Perhaps the most serious potential problem for the Democrats lies in the incompatibility of their base of oligarch support, and the simultaneous embrace of socialist ideology. Trump’s trade and immigration policies threaten the interests of the corporate elite, depriving them of potential markets, cheap suppliers and labor. But an assault on inequality — as proposed by Bernie Sanders and his supporters — would also mean higher taxes and more stringent regulations on the oligarchal overclass.
Ultimately the Democrats may try to square this circle by increasing taxes on the upper-middle class, the only ones, outside the oligarchy, capable of paying for expansive socialist policies. Yet this too creates a problem since well-educated professionals constitute one of the key components of the party coalition. Although all the rage among the intelligentsia and the pre-taxpaying young, socialism’s overall appeal remains limited; according to one recent survey, nearly three-quarters of likely voters prefer a free market to a socialistic system.

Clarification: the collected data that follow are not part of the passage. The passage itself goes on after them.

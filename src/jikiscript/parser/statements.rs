//! Statement parsing
//!
//! Every statement occupies one line; blocks open with `do` at the end of the
//! header line and close with `end`. An `if` chain shares a single `end`:
//!
//! ```text
//! if x is 1 do
//!   …
//! else if x is 2 do
//!   …
//! else do
//!   …
//! end
//! ```

use super::Parser;
use crate::jikiscript::ast::*;
use crate::jikiscript::lexer::Token;
use crate::syntax::{SourceLocation, SyntaxError};

impl Parser {
    /// Parse one statement. Function declarations are only allowed when
    /// `top_level` is set.
    pub(crate) fn parse_statement(&mut self, top_level: bool) -> Result<Statement, SyntaxError> {
        let loc = self.current_location();
        let statement = match self.peek_token() {
            Token::Set(_) => {
                self.advance();
                self.parse_set(loc)?
            }
            Token::Change(_) => {
                self.advance();
                self.parse_change(loc)?
            }
            Token::Log(_) => {
                self.advance();
                let value = self.parse_expression()?;
                Statement::Log {
                    value,
                    location: loc,
                }
            }
            Token::If(_) => {
                self.advance();
                return self.parse_if(loc);
            }
            Token::Repeat(_) => {
                self.advance();
                return self.parse_repeat(loc);
            }
            Token::For(_) => {
                self.advance();
                return self.parse_foreach(loc);
            }
            Token::Do(_) => {
                self.advance();
                self.expect_end_of_line()?;
                let body = self.parse_block("do")?;
                self.expect_end_of_line()?;
                return Ok(Statement::Block {
                    body,
                    location: loc,
                });
            }
            Token::Function(_) => {
                self.advance();
                return self.parse_function(loc, top_level);
            }
            Token::Return(_) => {
                self.advance();
                let value = if self.check(&Token::Newline(loc)) {
                    None
                } else {
                    Some(self.parse_expression()?)
                };
                Statement::Return {
                    value,
                    location: loc,
                }
            }
            Token::Break(_) => {
                self.advance();
                Statement::Break { location: loc }
            }
            Token::Continue(lexeme, _) => {
                self.advance();
                Statement::Continue {
                    lexeme,
                    location: loc,
                }
            }
            _ => {
                let expression = self.parse_expression()?;
                Statement::Expression {
                    expression,
                    location: loc,
                }
            }
        };

        self.expect_end_of_line()?;
        Ok(statement)
    }

    fn expect_end_of_line(&mut self) -> Result<(), SyntaxError> {
        if self.match_token(&Token::Newline(self.current_location())) || self.is_at_end() {
            Ok(())
        } else {
            Err(self.error(format!(
                "MissingEndOfLine: previous: {}",
                self.previous().lexeme()
            )))
        }
    }

    fn parse_variable_name(&mut self, missing: &str) -> Result<String, SyntaxError> {
        match self.peek_token() {
            Token::Number(n, _) => Err(self.error(format!(
                "InvalidNumericVariableName: name: {}",
                crate::runtime::value::format_number(n)
            ))),
            Token::Identifier(name, _) => {
                self.advance();
                if let Token::Identifier(second, _) = self.peek_token() {
                    return Err(self.error(format!(
                        "UnexpectedSpaceInIdentifier: first_half: {}, second_half: {}",
                        name, second
                    )));
                }
                Ok(name)
            }
            _ => Err(self.error(missing)),
        }
    }

    fn expect_to(&mut self, name: &str) -> Result<(), SyntaxError> {
        if self.check(&Token::Eq(self.current_location())) {
            return Err(self.error("UnexpectedEqualsForAssignmentUseSetInstead"));
        }
        self.expect_token(
            &Token::To(self.current_location()),
            &format!("MissingToAfterVariableNameToInitializeValue: name: {}", name),
        )
    }

    fn parse_set(&mut self, loc: SourceLocation) -> Result<Statement, SyntaxError> {
        let name = self.parse_variable_name("MissingVariableNameInSetStatement")?;
        self.expect_to(&name)?;
        let value = self.parse_expression()?;
        Ok(Statement::Set {
            name,
            value,
            location: loc,
        })
    }

    /// `change x to v` or `change x[i][j] to v`.
    fn parse_change(&mut self, loc: SourceLocation) -> Result<Statement, SyntaxError> {
        let name_loc = self.current_location();
        let name = self.parse_variable_name("MissingVariableNameInChangeStatement")?;

        let mut indexes = Vec::new();
        while self.match_token(&Token::LBracket(self.current_location())) {
            indexes.push(self.parse_expression()?);
            self.expect_token(
                &Token::RBracket(self.current_location()),
                "MissingRightBracketAfterFieldNameOrIndex",
            )?;
        }

        self.expect_to(&name)?;
        let value = self.parse_expression()?;

        let Some(index) = indexes.pop() else {
            return Ok(Statement::Change {
                name,
                value,
                location: loc,
            });
        };

        let mut object = Expression::Variable {
            name,
            location: name_loc,
        };
        for inner in indexes {
            let location = inner.location();
            object = Expression::Index {
                object: Box::new(object),
                index: Box::new(inner),
                location,
            };
        }
        Ok(Statement::ChangeElement {
            object,
            index,
            value,
            location: loc,
        })
    }

    fn expect_do(&mut self, block_type: &str) -> Result<(), SyntaxError> {
        self.expect_token(
            &Token::Do(self.current_location()),
            &format!("MissingDoToStartBlock: type: {}", block_type),
        )?;
        self.expect_end_of_line()
    }

    /// Statements up to (not including) `end` or `else`.
    fn parse_block(&mut self, block_type: &str) -> Result<Vec<Statement>, SyntaxError> {
        let mut body = Vec::new();
        loop {
            self.skip_newlines();
            match self.peek() {
                Token::End(_) => {
                    self.advance();
                    return Ok(body);
                }
                Token::Else(_) if block_type == "if" || block_type == "else" => return Ok(body),
                Token::Eof(_) => {
                    return Err(self.error(format!("MissingEndAfterBlock: type: {}", block_type)))
                }
                _ => body.push(self.parse_statement(false)?),
            }
        }
    }

    fn parse_if(&mut self, loc: SourceLocation) -> Result<Statement, SyntaxError> {
        let condition = self.parse_expression()?;
        self.expect_do("if")?;
        let then_branch = self.parse_block("if")?;

        let else_branch = if self.match_token(&Token::Else(self.current_location())) {
            if self.check(&Token::If(self.current_location())) {
                let else_if_loc = self.current_location();
                self.advance();
                Some(vec![self.parse_if(else_if_loc)?])
            } else {
                self.expect_do("else")?;
                let body = self.parse_block("else")?;
                if self.check(&Token::Else(self.current_location())) {
                    return Err(self.error("UnexpectedElseAfterElseBlock"));
                }
                self.expect_end_of_line()?;
                Some(body)
            }
        } else {
            self.expect_end_of_line()?;
            None
        };

        Ok(Statement::If {
            condition,
            then_branch,
            else_branch,
            location: loc,
        })
    }

    fn parse_repeat(&mut self, loc: SourceLocation) -> Result<Statement, SyntaxError> {
        let count = self.parse_expression()?;
        self.expect_token(
            &Token::Times(self.current_location()),
            "MissingTimesInRepeat",
        )?;
        self.expect_do("repeat")?;
        let body = self.parse_block("repeat")?;
        self.expect_end_of_line()?;
        Ok(Statement::Repeat {
            count,
            body,
            location: loc,
        })
    }

    fn parse_foreach(&mut self, loc: SourceLocation) -> Result<Statement, SyntaxError> {
        self.expect_token(
            &Token::Each(self.current_location()),
            "MissingEachAfterForKeyword",
        )?;
        let element = self.expect_identifier("MissingElementNameAfterForeachKeyword")?;
        self.expect_token(
            &Token::In(self.current_location()),
            "MissingInAfterElementNameInForeach",
        )?;
        let iterable = self.parse_expression()?;
        self.expect_do("for")?;
        let body = self.parse_block("for")?;
        self.expect_end_of_line()?;
        Ok(Statement::Foreach {
            element,
            iterable,
            body,
            location: loc,
        })
    }

    fn parse_function(&mut self, loc: SourceLocation, top_level: bool) -> Result<Statement, SyntaxError> {
        let name = self.expect_identifier("MissingFunctionNameInDeclaration")?;
        if !top_level {
            return Err(SyntaxError::new(
                format!("NestedFunctionDeclaration: name: {}", name),
                loc,
            ));
        }

        let mut params = Vec::new();
        if self.match_token(&Token::With(self.current_location())) {
            loop {
                let param = self.expect_identifier("MissingParameterNameInFunctionDeclaration")?;
                params.push(param);
                if self.match_token(&Token::Comma(self.current_location())) {
                    continue;
                }
                if let Token::Identifier(_, _) = self.peek() {
                    return Err(self.error("MissingCommaBetweenFunctionParameters"));
                }
                break;
            }
        } else if !self.check(&Token::Do(self.current_location()))
            && !self.check(&Token::Newline(self.current_location()))
        {
            return Err(self.error("MissingWithBeforeParametersInFunction"));
        }

        self.expect_do("function")?;
        let body = self.parse_block("function")?;
        self.expect_end_of_line()?;
        Ok(Statement::Function(FunctionDecl {
            name,
            params,
            body,
            location: loc,
        }))
    }
}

As the party drifts left, we may see more hesitation by some to participate in a “resistance” that works against their interests. Some Republicans even see the possibility of an anti-progressive wave that could rise as early as this fall. That too may be delusional, given Trump’s repeatedly demonstrated ability to step on his own talking points. But by threatening to alienate sizable parts of the party base, the resistance may yet fail to depose Trump, largely because of its own fundamental contradictions and endemic foolishness.